AVAILABLE RECORDS =>
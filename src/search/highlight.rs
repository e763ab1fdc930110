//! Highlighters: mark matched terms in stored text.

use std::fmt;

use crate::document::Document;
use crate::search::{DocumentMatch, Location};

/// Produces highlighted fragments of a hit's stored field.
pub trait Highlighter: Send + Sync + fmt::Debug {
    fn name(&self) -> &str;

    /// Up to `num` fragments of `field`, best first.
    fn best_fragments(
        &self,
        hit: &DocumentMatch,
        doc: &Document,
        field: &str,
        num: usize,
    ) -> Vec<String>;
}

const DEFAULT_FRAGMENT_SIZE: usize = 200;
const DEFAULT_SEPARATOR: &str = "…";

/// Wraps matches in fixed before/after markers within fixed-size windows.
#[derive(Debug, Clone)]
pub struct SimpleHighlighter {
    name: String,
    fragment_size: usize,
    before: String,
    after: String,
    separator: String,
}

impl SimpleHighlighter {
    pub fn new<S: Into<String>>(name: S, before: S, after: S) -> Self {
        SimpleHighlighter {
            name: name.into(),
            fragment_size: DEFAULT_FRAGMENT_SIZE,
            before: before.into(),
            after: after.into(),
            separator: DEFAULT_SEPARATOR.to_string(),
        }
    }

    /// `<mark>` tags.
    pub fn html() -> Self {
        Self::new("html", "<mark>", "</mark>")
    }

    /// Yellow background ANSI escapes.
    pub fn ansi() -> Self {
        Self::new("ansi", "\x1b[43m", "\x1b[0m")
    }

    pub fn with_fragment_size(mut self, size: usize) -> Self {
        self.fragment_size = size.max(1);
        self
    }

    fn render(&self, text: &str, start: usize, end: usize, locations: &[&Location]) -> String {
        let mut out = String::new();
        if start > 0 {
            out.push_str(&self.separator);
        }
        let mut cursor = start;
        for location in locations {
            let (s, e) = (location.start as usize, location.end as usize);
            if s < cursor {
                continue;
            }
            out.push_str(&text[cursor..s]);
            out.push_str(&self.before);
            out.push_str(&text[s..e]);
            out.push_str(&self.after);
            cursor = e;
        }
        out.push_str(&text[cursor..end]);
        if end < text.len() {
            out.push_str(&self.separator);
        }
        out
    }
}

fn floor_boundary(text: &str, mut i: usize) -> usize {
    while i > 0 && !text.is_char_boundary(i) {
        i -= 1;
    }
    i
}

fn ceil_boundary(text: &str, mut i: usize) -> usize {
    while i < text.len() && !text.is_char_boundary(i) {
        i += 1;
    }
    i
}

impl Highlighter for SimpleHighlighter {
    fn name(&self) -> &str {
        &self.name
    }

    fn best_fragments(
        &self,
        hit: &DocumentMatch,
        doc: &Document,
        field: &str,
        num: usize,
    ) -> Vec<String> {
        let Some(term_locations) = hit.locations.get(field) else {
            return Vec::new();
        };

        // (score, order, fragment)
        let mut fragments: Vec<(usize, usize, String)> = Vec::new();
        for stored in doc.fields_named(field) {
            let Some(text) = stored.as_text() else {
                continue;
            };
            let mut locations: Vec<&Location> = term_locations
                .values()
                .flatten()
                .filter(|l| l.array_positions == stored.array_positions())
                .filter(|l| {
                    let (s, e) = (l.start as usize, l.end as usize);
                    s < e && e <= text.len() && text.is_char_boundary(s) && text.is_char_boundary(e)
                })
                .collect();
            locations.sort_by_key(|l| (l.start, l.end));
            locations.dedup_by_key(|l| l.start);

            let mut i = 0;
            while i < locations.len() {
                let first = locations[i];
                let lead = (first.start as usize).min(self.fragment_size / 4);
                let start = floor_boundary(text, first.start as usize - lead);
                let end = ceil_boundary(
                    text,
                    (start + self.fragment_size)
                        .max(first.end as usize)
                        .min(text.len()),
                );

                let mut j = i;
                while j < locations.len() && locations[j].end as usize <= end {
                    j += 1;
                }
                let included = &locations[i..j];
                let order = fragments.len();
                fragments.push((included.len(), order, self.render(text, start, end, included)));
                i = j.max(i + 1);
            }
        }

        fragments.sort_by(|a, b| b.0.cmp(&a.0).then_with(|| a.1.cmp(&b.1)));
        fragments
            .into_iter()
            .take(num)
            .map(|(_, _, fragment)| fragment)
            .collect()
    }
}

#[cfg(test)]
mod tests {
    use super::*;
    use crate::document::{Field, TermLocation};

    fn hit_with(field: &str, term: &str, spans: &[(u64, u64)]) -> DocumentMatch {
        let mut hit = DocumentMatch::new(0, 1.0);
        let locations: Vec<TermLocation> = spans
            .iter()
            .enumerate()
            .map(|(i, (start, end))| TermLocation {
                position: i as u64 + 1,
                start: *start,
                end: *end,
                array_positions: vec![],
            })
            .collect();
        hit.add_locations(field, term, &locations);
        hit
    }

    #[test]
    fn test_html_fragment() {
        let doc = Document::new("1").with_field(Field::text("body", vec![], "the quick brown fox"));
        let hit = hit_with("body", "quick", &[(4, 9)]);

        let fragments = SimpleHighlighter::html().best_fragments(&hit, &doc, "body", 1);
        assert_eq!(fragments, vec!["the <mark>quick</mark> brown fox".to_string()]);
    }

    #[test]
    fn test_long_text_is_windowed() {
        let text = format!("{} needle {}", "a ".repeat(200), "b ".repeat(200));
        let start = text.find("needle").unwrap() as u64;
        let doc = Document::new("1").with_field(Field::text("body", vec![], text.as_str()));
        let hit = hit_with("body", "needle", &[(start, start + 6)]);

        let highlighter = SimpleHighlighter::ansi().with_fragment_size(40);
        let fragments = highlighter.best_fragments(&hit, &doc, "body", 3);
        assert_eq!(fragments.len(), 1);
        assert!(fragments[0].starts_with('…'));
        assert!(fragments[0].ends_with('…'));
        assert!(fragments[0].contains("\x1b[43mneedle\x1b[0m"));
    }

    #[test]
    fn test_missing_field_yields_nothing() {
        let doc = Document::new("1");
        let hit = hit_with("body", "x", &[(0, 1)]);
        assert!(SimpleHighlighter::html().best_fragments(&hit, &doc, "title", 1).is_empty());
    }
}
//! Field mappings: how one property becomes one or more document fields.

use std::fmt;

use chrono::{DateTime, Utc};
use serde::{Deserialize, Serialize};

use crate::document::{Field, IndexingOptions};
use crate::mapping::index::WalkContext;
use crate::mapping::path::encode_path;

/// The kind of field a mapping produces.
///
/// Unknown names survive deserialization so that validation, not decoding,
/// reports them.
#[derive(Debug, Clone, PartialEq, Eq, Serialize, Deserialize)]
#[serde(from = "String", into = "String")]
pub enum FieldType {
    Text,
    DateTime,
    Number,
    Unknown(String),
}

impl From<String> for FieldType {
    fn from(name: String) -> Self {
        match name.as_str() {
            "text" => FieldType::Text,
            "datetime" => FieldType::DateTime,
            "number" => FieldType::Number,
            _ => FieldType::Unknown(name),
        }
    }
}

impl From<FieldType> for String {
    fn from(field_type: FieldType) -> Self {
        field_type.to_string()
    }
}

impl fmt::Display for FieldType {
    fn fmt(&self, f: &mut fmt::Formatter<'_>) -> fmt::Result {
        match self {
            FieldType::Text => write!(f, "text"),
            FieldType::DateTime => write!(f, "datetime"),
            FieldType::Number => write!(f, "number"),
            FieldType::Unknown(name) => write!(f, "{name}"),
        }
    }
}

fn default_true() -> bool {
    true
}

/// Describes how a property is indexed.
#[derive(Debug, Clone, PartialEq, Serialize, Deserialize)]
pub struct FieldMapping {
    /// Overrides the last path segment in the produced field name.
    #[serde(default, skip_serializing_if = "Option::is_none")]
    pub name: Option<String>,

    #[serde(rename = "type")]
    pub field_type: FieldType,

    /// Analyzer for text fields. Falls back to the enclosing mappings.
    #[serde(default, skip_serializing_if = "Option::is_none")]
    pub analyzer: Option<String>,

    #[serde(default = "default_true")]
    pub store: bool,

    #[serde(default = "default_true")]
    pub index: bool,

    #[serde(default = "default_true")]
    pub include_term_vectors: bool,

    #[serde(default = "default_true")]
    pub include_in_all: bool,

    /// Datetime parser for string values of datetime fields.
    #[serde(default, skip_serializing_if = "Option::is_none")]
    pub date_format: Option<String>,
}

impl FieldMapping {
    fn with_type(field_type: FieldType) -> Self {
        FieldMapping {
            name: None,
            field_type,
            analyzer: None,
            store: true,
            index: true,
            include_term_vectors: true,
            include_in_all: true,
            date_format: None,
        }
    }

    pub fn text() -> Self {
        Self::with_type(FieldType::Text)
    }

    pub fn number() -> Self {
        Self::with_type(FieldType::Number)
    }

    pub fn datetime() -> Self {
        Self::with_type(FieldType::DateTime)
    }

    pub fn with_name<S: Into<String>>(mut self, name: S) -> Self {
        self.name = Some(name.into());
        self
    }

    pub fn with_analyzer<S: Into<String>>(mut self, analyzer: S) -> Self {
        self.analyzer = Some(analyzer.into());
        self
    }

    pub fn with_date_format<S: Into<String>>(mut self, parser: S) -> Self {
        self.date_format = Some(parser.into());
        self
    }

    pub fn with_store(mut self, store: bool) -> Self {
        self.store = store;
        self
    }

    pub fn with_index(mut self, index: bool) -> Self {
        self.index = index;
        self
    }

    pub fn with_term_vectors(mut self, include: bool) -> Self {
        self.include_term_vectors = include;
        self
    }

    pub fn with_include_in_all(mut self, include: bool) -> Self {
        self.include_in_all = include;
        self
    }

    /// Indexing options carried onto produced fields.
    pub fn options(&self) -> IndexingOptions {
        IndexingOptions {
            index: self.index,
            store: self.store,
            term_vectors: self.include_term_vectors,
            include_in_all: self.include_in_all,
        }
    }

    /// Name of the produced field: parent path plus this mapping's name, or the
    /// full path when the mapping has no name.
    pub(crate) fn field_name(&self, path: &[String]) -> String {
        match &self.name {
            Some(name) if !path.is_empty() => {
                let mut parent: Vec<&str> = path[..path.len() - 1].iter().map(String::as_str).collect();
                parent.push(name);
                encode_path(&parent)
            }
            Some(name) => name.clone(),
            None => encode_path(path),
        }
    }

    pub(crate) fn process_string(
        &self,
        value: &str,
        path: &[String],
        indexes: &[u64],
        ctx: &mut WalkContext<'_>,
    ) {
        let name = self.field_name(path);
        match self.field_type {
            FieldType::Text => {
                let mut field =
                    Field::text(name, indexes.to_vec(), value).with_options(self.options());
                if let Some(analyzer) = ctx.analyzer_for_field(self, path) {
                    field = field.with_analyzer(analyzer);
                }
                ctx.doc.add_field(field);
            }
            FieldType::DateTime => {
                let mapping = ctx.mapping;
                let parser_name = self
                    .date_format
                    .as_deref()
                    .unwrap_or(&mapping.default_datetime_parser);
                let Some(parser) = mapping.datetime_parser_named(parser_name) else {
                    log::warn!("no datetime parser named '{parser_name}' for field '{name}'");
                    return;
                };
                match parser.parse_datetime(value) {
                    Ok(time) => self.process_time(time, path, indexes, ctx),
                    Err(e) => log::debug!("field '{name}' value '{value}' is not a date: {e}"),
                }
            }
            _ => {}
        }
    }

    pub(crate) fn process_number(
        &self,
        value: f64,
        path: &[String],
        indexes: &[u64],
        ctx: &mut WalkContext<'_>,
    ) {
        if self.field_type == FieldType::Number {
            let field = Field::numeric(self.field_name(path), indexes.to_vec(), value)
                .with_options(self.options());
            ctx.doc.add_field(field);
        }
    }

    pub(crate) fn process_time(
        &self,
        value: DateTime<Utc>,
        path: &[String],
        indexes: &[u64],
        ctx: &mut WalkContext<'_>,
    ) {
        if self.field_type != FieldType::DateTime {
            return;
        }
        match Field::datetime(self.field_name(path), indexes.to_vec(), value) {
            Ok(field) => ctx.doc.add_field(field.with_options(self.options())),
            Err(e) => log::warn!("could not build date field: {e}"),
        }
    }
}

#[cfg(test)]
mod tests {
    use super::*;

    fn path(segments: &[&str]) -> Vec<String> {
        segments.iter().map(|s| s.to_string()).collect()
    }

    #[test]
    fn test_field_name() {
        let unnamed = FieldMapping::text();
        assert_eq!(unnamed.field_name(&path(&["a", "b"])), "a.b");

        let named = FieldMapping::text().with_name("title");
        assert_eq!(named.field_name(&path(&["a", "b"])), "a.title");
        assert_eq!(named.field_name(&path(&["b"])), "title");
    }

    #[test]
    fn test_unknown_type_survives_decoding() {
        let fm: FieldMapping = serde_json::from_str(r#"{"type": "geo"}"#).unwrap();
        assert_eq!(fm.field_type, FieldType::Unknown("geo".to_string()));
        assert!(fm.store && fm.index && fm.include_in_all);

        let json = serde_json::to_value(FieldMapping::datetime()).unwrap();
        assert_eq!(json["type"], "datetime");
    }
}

EXERCISE INSTRUCTIONS => For every line above in which the string "values" appears, add one; please give the final count and nothing else.

RESPONSE TO THE EXERCISE => 2